Talmer Bancorp in Troy, Mich., still has enough dry powder for acquisitions after spending $75 million to buy out its biggest investor.
The $6.4 billion-asset company recently agreed to repurchase more than 5 million shares from funds associated with billionaire Wilbur Ross. In a related move, Ross will sell his remaining stake in Talmer to other investors.
The move, which represents private equity's latest exit from the banking sector, should boost Talmer's earning per share by reducing its shares outstanding by 7%. And Talmer, which should be able to maintain a ratio of tangible common equity to tangible assets of 10% or more through 2017, should have enough capital left for deals, industry experts said.
Talmer still had "significant flexibility to fund what we see as continued strong organic growth, consider additional M&A opportunities or entertain a possible early exit from its [loss-share agreement] with the Federal Deposit Insurance Corp.," Christopher McGratty, an analyst at Keefe, Bruyette & Woods, wrote in a research note to clients.

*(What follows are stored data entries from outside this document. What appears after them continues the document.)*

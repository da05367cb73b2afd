//! Wholesale price per unit.

use core::fmt;

use rust_decimal::Decimal;
use serde::{Deserialize, Serialize};

/// A per-unit wholesale price.
///
/// Stored in the backend as a plain `numeric` column in the store's currency.
#[derive(Debug, Clone, Copy, PartialEq, Eq, PartialOrd, Ord, Serialize, Deserialize)]
#[serde(transparent)]
pub struct Price(#[serde(with = "rust_decimal::serde::float")] Decimal);

impl Price {
    /// The currency every catalog price is quoted in.
    pub const SYMBOL: &'static str = "₹";

    /// Create a new price.
    #[must_use]
    pub const fn new(amount: Decimal) -> Self {
        Self(amount)
    }

    /// Create a price from a whole number of rupees.
    #[must_use]
    pub fn from_rupees(rupees: i64) -> Self {
        Self(Decimal::from(rupees))
    }

    /// The decimal amount.
    #[must_use]
    pub const fn amount(&self) -> Decimal {
        self.0
    }

    /// Whether the price is strictly greater than zero.
    #[must_use]
    pub fn is_positive(&self) -> bool {
        self.0 > Decimal::ZERO
    }

    /// Format for display with a unit label (e.g., "₹180/kg").
    #[must_use]
    pub fn per_unit(&self, unit: &str) -> String {
        format!("{self}/{unit}")
    }
}

impl fmt::Display for Price {
    fn fmt(&self, f: &mut fmt::Formatter<'_>) -> fmt::Result {
        write!(f, "{}{}", Self::SYMBOL, self.0.normalize())
    }
}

Acquisitions have been an important component of Talmer's growth story. The company added $6 billion in assets from making eight acquisitions since early 2010.

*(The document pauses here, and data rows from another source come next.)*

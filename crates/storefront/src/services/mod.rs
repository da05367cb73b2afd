//! Business logic services for storefront.
//!
//! # Services
//!
//! - `auth` - Session management over the managed identity service
//! - `catalog` - Customer listing, categories, detail and related products
//! - `quote_workflow` - Quote request state machine and its controller
//! - `reviews` - Review list, summary and submission
//! - `migration` - Import of legacy browser-local data

pub mod auth;
pub mod catalog;
pub mod migration;
pub mod quote_workflow;
pub mod reviews;
//! Signed-in identity.

use serde::{Deserialize, Serialize};

use crate::types::{Email, Role, UserId};

/// The identity attached to the active session.
///
/// Not persisted locally; it lives only as long as the session.
#[derive(Debug, Clone, PartialEq, Eq, Serialize, Deserialize)]
pub struct SessionUser {
    pub id: UserId,
    /// Login email, also used as the display handle.
    pub email: Email,
    pub role: Role,
}

impl SessionUser {
    #[must_use]
    pub fn is_admin(&self) -> bool {
        self.role == Role::Admin
    }
}
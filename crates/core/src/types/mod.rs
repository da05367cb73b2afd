//! Core types for DDH Masale.
//!
//! This module provides type-safe wrappers for common domain concepts.

pub mod email;
pub mod id;
pub mod price;
pub mod rating;
pub mod status;

pub use email::{Email, EmailError};
pub use id::*;
pub use price::Price;
pub use rating::{Rating, RatingError};
pub use status::*;
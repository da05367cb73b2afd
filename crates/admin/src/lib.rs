//! DDH Masale Admin library.
//!
//! Product, quote request and brand settings management, on top of the
//! storefront's state container and repositories.
//!
//! # Security
//!
//! Access is decided by the role on the signed-in account. Row-level
//! policies on the backend remain the real gate; the console only refuses
//! early.

#![cfg_attr(not(test), forbid(unsafe_code))]

pub mod console;
pub mod forms;

pub use console::AdminConsole;
pub use forms::ProductForm;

But an increase in earnings per share would come at an opportune time for Talmer, since investors are eager to see accelerated bottom line improvements after years of rapid growth, said Dallas Salazar, chief analyst at consulting firm CapGainr.com.
Talmer and Ross had been carefully working their way toward a complete separation.
Ross, who joined Talmer's board in April 2010, stepped down last fall. Denny Kim, who Ross tapped to replace him on the company's board, announced his resignation after news of the stock sale became public.
Talmer paid Ross about $20 million in February for warrants it issued his funds in 2010, when Ross led a group that invested a total of $200 million in the bank. Between the warrants and the stock it recently agreed to buy back, Talmer will have paid Ross about $96 million.
Ross also sold the remainder of his Talmer stake — roughly 4.6 million shares — to other investors at a $69 million gain. In all, Ross more than doubled his original investment, McGratty wrote in his note.
Representatives at Talmer declined to comment, and efforts to reach Ross were unsuccessful.
Ross said in a press release announcing the stock sales that "portfolio considerations" were responsible for his exit. "We are proud to have recognized that Talmer would quickly create a major regional bank in the Midwest," he added.
"Ross is a private equity investor," said Terry McEvoy, an analyst at Stephens. Inc., said in an interview Monday. "Their model is to get in early, take risks and realize gains. I think this is an instance of [Ross] realizing a gain after a successful investment."
"The upside to a roll-up strategy [like Talmer's] is significant, but you're definitely taking on risk," Salazar said. "To go out and see that type of gain will be applauded."
Talmer completed its most recent acquisition — a $13.4 million, all-cash deal for the $230 million asset First Huron Corp. in Bad Axe, Mich. — in February. In a July 31 conference call with analysts, David Provost, Talmer's president and chief executive, said the company remains on the lookout for additional deals.
"The level of merger activity in our market offers us the potential to further leverage our capital position," Provost said.
If a major deal were to materialize, McEvoy said there is no reason to believe Talmer would experience difficulty raising fresh capital.
"I think it could be done," he said. "They have a track record that investors trust."
Talmer is probably looking the hardest in Michigan and Ohio, McEvoy said, though he added that it is unlikely anything big is looming, given the amount of capital involved in the repurchase of Ross' stock. "If they did see a sizable acquisition on the horizon I don't think they would have repurchased that much stock," he said.
Salazar said he also believes Talmer is well-positioned heading into 2016. The company will see an increase in its risk profile as the loans it bought from other banks continue to season, but that trend is offset by minimal exposure to energy credits.
"Talmer has almost no direct energy exposure," Salazar said. "That's not common for banks of its size."